#### Extracted data entries:

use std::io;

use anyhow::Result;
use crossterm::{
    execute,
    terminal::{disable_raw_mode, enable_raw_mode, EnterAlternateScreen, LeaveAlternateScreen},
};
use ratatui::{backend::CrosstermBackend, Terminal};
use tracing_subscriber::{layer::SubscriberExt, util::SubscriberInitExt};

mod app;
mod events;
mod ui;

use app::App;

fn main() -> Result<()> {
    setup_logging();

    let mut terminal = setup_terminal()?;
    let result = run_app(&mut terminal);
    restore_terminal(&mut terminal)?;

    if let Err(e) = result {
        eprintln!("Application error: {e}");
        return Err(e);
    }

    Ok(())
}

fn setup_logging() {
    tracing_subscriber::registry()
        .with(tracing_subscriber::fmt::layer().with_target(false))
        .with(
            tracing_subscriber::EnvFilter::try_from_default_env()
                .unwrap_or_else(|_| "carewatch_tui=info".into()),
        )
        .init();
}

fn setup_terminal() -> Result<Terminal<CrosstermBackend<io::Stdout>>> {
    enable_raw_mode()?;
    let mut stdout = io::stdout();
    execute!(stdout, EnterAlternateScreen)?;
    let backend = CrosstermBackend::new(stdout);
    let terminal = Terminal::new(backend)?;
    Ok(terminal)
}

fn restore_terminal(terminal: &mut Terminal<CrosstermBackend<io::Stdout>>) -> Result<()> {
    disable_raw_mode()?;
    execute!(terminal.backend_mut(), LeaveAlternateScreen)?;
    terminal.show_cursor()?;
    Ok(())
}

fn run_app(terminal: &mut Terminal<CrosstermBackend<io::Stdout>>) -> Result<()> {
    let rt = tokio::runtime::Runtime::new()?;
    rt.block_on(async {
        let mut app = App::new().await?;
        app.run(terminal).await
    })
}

#### What to work on:
Of all the entries above, output exactly the lines between the one holding "tracing_subscriber::EnvFilter::try_from_default_env()" and the one holding "enable_raw_mode()?;", inclusive.

#### Answer section:
            tracing_subscriber::EnvFilter::try_from_default_env()
                .unwrap_or_else(|_| "carewatch_tui=info".into()),
        )
        .init();
}

fn setup_terminal() -> Result<Terminal<CrosstermBackend<io::Stdout>>> {
    enable_raw_mode()?;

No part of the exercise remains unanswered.